[Extracted records]
____

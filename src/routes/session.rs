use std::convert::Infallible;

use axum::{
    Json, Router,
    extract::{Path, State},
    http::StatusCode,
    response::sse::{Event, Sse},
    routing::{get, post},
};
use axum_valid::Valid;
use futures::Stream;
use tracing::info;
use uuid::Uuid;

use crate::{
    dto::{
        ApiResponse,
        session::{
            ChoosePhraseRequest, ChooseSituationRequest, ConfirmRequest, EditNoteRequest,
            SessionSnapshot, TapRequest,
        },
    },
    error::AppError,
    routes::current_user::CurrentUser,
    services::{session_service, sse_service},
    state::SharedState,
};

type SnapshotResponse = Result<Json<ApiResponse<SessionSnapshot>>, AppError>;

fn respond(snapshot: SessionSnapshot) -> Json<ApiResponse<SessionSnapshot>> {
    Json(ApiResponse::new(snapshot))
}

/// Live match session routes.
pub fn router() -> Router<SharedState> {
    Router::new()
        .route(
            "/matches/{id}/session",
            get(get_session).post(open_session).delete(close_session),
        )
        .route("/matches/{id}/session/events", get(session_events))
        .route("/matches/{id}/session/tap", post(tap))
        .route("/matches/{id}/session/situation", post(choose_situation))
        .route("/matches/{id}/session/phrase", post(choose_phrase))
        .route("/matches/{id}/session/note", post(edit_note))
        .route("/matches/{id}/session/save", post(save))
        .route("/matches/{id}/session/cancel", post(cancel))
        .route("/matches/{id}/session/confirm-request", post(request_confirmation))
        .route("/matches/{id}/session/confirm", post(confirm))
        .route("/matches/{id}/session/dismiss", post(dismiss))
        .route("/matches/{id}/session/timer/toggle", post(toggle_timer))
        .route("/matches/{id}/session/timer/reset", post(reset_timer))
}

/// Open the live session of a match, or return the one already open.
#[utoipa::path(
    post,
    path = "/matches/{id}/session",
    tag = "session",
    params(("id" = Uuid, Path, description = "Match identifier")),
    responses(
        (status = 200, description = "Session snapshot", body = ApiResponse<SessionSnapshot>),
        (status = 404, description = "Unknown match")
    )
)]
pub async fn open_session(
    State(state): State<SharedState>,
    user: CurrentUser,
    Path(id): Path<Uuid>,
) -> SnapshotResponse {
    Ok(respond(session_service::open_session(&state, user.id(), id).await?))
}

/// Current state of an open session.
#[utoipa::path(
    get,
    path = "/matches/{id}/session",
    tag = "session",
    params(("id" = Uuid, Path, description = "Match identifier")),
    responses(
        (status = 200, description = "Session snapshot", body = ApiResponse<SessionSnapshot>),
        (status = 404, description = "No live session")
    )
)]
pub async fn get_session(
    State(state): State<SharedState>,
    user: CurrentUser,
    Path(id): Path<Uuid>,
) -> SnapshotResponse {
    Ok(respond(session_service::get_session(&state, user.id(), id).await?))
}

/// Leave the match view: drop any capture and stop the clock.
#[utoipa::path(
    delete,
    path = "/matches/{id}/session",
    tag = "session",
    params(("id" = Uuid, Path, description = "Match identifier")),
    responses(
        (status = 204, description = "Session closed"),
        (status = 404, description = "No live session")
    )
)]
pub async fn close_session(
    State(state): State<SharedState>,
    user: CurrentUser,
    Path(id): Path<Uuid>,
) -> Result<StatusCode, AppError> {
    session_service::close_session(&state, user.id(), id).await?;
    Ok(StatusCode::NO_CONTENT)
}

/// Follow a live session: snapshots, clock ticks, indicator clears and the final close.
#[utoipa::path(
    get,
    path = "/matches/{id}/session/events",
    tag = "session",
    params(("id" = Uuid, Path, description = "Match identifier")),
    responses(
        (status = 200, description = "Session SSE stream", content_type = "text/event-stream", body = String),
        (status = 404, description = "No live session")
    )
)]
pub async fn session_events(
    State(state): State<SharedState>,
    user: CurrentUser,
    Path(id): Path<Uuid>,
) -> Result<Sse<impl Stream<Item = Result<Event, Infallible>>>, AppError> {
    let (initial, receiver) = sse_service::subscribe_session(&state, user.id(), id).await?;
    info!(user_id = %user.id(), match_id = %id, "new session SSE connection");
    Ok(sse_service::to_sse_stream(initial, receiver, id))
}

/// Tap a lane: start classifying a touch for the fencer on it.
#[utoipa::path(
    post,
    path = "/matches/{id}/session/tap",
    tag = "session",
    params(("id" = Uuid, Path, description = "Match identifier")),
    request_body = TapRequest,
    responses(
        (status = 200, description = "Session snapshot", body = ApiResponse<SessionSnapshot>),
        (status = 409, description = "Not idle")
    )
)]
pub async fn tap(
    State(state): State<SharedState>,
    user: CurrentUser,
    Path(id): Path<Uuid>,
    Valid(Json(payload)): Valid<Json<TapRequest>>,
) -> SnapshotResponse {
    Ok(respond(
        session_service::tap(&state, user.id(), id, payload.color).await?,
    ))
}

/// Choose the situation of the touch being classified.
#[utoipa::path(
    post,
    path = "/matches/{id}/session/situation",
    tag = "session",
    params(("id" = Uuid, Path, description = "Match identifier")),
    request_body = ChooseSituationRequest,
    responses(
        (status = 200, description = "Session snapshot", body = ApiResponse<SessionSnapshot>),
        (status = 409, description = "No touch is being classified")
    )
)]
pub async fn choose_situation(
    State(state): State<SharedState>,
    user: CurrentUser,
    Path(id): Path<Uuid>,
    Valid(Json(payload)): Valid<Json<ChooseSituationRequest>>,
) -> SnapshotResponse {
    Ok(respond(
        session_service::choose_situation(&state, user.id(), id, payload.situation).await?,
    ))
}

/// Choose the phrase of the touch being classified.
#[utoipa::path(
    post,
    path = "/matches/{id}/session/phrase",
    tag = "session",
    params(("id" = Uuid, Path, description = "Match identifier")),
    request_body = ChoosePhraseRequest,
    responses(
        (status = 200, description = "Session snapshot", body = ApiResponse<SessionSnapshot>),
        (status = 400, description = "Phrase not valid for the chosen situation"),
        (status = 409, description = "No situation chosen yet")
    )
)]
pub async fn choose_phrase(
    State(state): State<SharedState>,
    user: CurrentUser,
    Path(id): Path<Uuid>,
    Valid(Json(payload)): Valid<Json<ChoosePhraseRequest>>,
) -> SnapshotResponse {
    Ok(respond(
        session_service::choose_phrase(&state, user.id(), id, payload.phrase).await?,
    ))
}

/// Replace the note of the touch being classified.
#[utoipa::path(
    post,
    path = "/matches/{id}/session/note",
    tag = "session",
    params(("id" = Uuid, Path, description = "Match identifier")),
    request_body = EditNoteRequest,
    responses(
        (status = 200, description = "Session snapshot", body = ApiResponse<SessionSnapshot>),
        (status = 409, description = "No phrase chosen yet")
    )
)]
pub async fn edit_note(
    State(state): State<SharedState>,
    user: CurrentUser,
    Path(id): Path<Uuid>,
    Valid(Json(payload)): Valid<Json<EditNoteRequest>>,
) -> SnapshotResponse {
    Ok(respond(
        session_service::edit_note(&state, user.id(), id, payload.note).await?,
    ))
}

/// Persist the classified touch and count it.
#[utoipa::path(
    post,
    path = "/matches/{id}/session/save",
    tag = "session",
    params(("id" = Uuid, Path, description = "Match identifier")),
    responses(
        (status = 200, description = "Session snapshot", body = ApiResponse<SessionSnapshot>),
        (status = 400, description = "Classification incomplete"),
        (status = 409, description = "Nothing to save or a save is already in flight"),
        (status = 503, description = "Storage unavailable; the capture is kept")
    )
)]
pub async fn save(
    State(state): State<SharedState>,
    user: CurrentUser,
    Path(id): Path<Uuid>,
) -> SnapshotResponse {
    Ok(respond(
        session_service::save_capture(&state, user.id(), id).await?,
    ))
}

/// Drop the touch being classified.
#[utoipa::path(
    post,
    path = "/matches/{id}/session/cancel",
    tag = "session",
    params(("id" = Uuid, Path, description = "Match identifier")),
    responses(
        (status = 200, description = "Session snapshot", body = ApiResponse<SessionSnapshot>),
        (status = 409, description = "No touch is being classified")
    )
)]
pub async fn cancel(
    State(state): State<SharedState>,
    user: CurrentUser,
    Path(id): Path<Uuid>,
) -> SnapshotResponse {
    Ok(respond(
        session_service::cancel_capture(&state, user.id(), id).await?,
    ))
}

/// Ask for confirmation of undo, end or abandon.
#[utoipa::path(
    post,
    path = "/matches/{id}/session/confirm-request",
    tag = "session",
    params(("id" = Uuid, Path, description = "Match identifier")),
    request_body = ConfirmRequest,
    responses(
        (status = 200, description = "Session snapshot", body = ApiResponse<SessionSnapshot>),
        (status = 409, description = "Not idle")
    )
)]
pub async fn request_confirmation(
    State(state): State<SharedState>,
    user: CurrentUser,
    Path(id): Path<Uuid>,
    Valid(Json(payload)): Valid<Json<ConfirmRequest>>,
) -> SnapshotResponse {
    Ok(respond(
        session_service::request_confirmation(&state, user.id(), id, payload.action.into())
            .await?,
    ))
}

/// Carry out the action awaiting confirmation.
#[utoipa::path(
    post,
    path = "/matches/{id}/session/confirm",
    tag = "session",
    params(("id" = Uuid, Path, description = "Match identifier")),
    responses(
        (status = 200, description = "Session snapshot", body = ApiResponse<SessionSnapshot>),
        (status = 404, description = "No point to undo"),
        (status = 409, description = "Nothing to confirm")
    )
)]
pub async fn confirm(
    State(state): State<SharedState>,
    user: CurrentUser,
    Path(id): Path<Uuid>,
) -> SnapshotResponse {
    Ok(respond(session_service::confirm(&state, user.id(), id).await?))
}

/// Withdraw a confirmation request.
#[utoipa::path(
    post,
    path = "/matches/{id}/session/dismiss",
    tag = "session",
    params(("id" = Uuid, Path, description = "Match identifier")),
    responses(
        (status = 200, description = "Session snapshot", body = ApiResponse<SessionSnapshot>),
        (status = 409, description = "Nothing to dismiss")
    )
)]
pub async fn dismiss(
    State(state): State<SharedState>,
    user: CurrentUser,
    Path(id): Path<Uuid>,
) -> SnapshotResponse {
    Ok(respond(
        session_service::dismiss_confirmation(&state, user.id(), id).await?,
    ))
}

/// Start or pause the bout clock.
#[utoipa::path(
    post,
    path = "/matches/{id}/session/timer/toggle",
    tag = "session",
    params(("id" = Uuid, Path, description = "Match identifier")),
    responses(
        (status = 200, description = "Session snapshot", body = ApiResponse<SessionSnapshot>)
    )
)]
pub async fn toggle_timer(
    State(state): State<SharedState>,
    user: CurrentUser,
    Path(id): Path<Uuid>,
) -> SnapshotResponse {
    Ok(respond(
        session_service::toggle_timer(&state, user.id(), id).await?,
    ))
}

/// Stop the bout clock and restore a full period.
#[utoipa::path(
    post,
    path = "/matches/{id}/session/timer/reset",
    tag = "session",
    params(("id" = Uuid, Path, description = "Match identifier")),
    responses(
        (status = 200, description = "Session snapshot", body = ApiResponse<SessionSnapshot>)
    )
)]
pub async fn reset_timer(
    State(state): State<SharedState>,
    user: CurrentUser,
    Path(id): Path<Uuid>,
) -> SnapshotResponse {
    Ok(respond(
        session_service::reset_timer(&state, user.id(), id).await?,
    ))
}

____

In the entries above, find each line with "EditNoteRequest" and copy it.

            ChoosePhraseRequest, ChooseSituationRequest, ConfirmRequest, EditNoteRequest,
    request_body = EditNoteRequest,
    Valid(Json(payload)): Valid<Json<EditNoteRequest>>,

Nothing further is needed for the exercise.